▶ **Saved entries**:
^^^^

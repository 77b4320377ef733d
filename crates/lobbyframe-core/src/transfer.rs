//! File transfer tracking.
//!
//! Each transfer is a small state machine driven only by inbound events:
//!
//! ```text
//! Requested ──► InProgress ──► Finished
//!     │             │
//!     └─────────────┴────────► Cancelled
//! ```
//!
//! Terminal entries stay visible for a retention window so the rendering layer
//! can show the result, then [`TransferRegistry::sweep`] drops them.

use std::{collections::BTreeMap, ops::Sub, time::Duration};

use crate::{IgnoreReason, MemberId, Outcome, Progress, StaleRef, TransferId};

/// Which way the bytes flow.
#[derive(Debug, Clone, Copy, PartialEq, Eq, Hash)]
pub enum Direction {
    /// We are sending.
    Upload,
    /// We are receiving.
    Download,
}

impl Direction {
    /// Wire name.
    pub const fn name(self) -> &'static str {
        match self {
            Self::Upload => "upload",
            Self::Download => "download",
        }
    }

    /// Parse a wire name.
    pub fn from_name(name: &str) -> Option<Self> {
        match name {
            "upload" => Some(Self::Upload),
            "download" => Some(Self::Download),
            _ => None,
        }
    }
}

/// Lifecycle state of a transfer.
#[derive(Debug, Clone, Copy, PartialEq, Eq, Hash)]
pub enum TransferState {
    /// Announced, no bytes moved yet.
    Requested,
    /// Bytes are moving.
    InProgress,
    /// All bytes arrived.
    Finished,
    /// Aborted by either side.
    Cancelled,
}

impl TransferState {
    /// Finished or cancelled. No further transitions.
    pub const fn is_terminal(self) -> bool {
        matches!(self, Self::Finished | Self::Cancelled)
    }
}

/// One tracked transfer.
#[derive(Debug, Clone, PartialEq, Eq)]
pub struct FileTransfer {
    /// Transport-assigned id.
    pub id: TransferId,
    /// Upload or download.
    pub direction: Direction,
    /// File path as announced.
    pub path: String,
    /// Remote peer, when known.
    pub member: Option<MemberId>,
    /// Size in bytes, when known.
    pub total_bytes: Option<u64>,
    /// Bytes moved so far. Never decreases.
    pub transferred_bytes: u64,
    /// Lifecycle state.
    pub state: TransferState,
    /// Integrity flag reported when a download completes.
    pub valid: bool,
}

impl FileTransfer {
    /// Fresh `Requested` transfer with nothing moved.
    pub fn requested(id: impl Into<TransferId>, direction: Direction, path: impl Into<String>) -> Self {
        Self {
            id: id.into(),
            direction,
            path: path.into(),
            member: None,
            total_bytes: None,
            transferred_bytes: 0,
            state: TransferState::Requested,
            valid: true,
        }
    }

    /// Completed fraction in `0.0..=1.0`, when the size is known.
    pub fn fraction(&self) -> Option<f64> {
        match self.total_bytes {
            Some(0) => Some(1.0),
            Some(total) => Some(self.transferred_bytes as f64 / total as f64),
            None => None,
        }
    }
}

#[derive(Debug, Clone)]
struct Entry<I> {
    transfer: FileTransfer,
    terminal_since: Option<I>,
}

/// All transfers keyed by id.
///
/// Generic over `I` (the environment's instant type) so retention is measured
/// on the same clock in production and in tests.
#[derive(Debug, Clone)]
pub struct TransferRegistry<I> {
    entries: BTreeMap<TransferId, Entry<I>>,
}

impl<I> Default for TransferRegistry<I> {
    fn default() -> Self {
        Self { entries: BTreeMap::new() }
    }
}

impl<I> TransferRegistry<I> {
    /// Empty registry.
    pub fn new() -> Self {
        Self::default()
    }

    /// Look up a transfer.
    pub fn get(&self, id: &str) -> Option<&FileTransfer> {
        self.entries.get(id).map(|entry| &entry.transfer)
    }

    /// Whether `id` is tracked.
    pub fn contains(&self, id: &str) -> bool {
        self.entries.contains_key(id)
    }

    /// Number of tracked transfers, terminal ones included.
    pub fn len(&self) -> usize {
        self.entries.len()
    }

    /// Whether nothing is tracked.
    pub fn is_empty(&self) -> bool {
        self.entries.is_empty()
    }

    /// Transfers in id order.
    pub fn iter(&self) -> impl Iterator<Item = &FileTransfer> {
        self.entries.values().map(|entry| &entry.transfer)
    }

    /// Transfers that have not reached a terminal state.
    pub fn active(&self) -> impl Iterator<Item = &FileTransfer> {
        self.iter().filter(|transfer| !transfer.state.is_terminal())
    }

    /// Track a new transfer. An id that is already tracked is left alone.
    pub(crate) fn insert(&mut self, transfer: FileTransfer) -> Outcome {
        if self.entries.contains_key(&transfer.id) {
            return Outcome::Unchanged;
        }
        self.entries.insert(transfer.id.clone(), Entry { transfer, terminal_since: None });
        Outcome::Applied
    }

    /// A peer asked for one of our files.
    ///
    /// Creates a `Requested` upload when the id is new. For a known id only
    /// the requesting member is recorded.
    pub(crate) fn note_request(
        &mut self,
        id: TransferId,
        path: Option<String>,
        total_bytes: Option<u64>,
        member: Option<MemberId>,
    ) -> Outcome {
        if let Some(entry) = self.entries.get_mut(&id) {
            let changed = member.is_some() && entry.transfer.member != member;
            if changed {
                entry.transfer.member = member;
            }
            return Outcome::changed(changed);
        }

        let mut transfer =
            FileTransfer::requested(id, Direction::Upload, path.unwrap_or_default());
        transfer.total_bytes = total_bytes;
        transfer.member = member;
        self.insert(transfer)
    }

    /// Drop a transfer whatever its state.
    pub(crate) fn remove(&mut self, id: &str) -> Outcome {
        match self.entries.remove(id) {
            Some(_) => Outcome::Applied,
            None => stale(id),
        }
    }

    /// Record progress. Never lowers `transferred_bytes`, never exceeds a
    /// known `total_bytes`.
    pub(crate) fn progress(&mut self, id: &str, progress: Progress) -> Outcome {
        let Some(entry) = self.entries.get_mut(id) else {
            return stale(id);
        };
        let transfer = &mut entry.transfer;
        if transfer.state.is_terminal() {
            return IgnoreReason::Terminal(id.to_owned()).into();
        }

        let mut changed = false;
        if transfer.state == TransferState::Requested {
            transfer.state = TransferState::InProgress;
            changed = true;
        }

        let reported = match progress {
            Progress::Bytes(bytes) => Some(bytes),
            // Without a size a percentage cannot be turned into bytes.
            Progress::Percent(percent) => transfer.total_bytes.map(|total| percent_of(total, percent)),
        };

        if let Some(reported) = reported {
            let clamped = transfer.total_bytes.map_or(reported, |total| reported.min(total));
            if clamped < reported {
                tracing::debug!(
                    id,
                    reported,
                    total = clamped,
                    "progress beyond transfer size, clamping to total"
                );
            }

            if clamped < transfer.transferred_bytes {
                tracing::warn!(
                    id,
                    current = transfer.transferred_bytes,
                    reported = clamped,
                    "transfer progress went backwards, keeping current"
                );
            } else if clamped > transfer.transferred_bytes {
                transfer.transferred_bytes = clamped;
                changed = true;
            }
        }

        Outcome::changed(changed)
    }

    /// Mark a transfer finished. The byte count is raised to the total (or
    /// the total is fixed at the byte count when it was unknown).
    pub(crate) fn finish(&mut self, id: &str, valid: Option<bool>, now: I) -> Outcome {
        let Some(entry) = self.entries.get_mut(id) else {
            return stale(id);
        };
        let transfer = &mut entry.transfer;
        match transfer.state {
            TransferState::Finished => return Outcome::Unchanged,
            TransferState::Cancelled => return IgnoreReason::Terminal(id.to_owned()).into(),
            TransferState::Requested | TransferState::InProgress => {},
        }

        transfer.state = TransferState::Finished;
        match transfer.total_bytes {
            Some(total) => transfer.transferred_bytes = transfer.transferred_bytes.max(total),
            None => transfer.total_bytes = Some(transfer.transferred_bytes),
        }
        if let Some(valid) = valid {
            transfer.valid = valid;
        }
        entry.terminal_since = Some(now);
        Outcome::Applied
    }

    /// Cancel a live transfer.
    pub(crate) fn cancel(&mut self, id: &str, now: I) -> Outcome {
        let Some(entry) = self.entries.get_mut(id) else {
            return stale(id);
        };
        if entry.transfer.state.is_terminal() {
            return IgnoreReason::Terminal(id.to_owned()).into();
        }
        entry.transfer.state = TransferState::Cancelled;
        entry.terminal_since = Some(now);
        Outcome::Applied
    }
}

impl<I: Copy + Ord + Sub<Output = Duration>> TransferRegistry<I> {
    /// Remove terminal transfers whose retention window has elapsed.
    ///
    /// Returns the number removed.
    pub(crate) fn sweep(&mut self, now: I, retention: Duration) -> usize {
        let before = self.entries.len();
        self.entries.retain(|_, entry| match entry.terminal_since {
            Some(since) => now < since || now - since < retention,
            None => true,
        });
        before - self.entries.len()
    }
}

fn stale(id: &str) -> Outcome {
    IgnoreReason::Stale(StaleRef::Transfer(id.to_owned())).into()
}

fn percent_of(total: u64, percent: f64) -> u64 {
    let bytes = (total as f64 * percent.clamp(0.0, 100.0) / 100.0).round() as u64;
    bytes.min(total)
}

^^^^

▶ **Exercise objective**: In the records above, find the line with "pub const fn name(self)"; write out exactly that line and each one after it, stopping after the line with "Some(total) => Some(self.transferred_bytes".

▶ **Solution for this task**:
    pub const fn name(self) -> &'static str {
        match self {
            Self::Upload => "upload",
            Self::Download => "download",
        }
    }

    /// Parse a wire name.
    pub fn from_name(name: &str) -> Option<Self> {
        match name {
            "upload" => Some(Self::Upload),
            "download" => Some(Self::Download),
            _ => None,
        }
    }
}

/// Lifecycle state of a transfer.
#[derive(Debug, Clone, Copy, PartialEq, Eq, Hash)]
pub enum TransferState {
    /// Announced, no bytes moved yet.
    Requested,
    /// Bytes are moving.
    InProgress,
    /// All bytes arrived.
    Finished,
    /// Aborted by either side.
    Cancelled,
}

impl TransferState {
    /// Finished or cancelled. No further transitions.
    pub const fn is_terminal(self) -> bool {
        matches!(self, Self::Finished | Self::Cancelled)
    }
}

/// One tracked transfer.
#[derive(Debug, Clone, PartialEq, Eq)]
pub struct FileTransfer {
    /// Transport-assigned id.
    pub id: TransferId,
    /// Upload or download.
    pub direction: Direction,
    /// File path as announced.
    pub path: String,
    /// Remote peer, when known.
    pub member: Option<MemberId>,
    /// Size in bytes, when known.
    pub total_bytes: Option<u64>,
    /// Bytes moved so far. Never decreases.
    pub transferred_bytes: u64,
    /// Lifecycle state.
    pub state: TransferState,
    /// Integrity flag reported when a download completes.
    pub valid: bool,
}

impl FileTransfer {
    /// Fresh `Requested` transfer with nothing moved.
    pub fn requested(id: impl Into<TransferId>, direction: Direction, path: impl Into<String>) -> Self {
        Self {
            id: id.into(),
            direction,
            path: path.into(),
            member: None,
            total_bytes: None,
            transferred_bytes: 0,
            state: TransferState::Requested,
            valid: true,
        }
    }

    /// Completed fraction in `0.0..=1.0`, when the size is known.
    pub fn fraction(&self) -> Option<f64> {
        match self.total_bytes {
            Some(0) => Some(1.0),
            Some(total) => Some(self.transferred_bytes as f64 / total as f64),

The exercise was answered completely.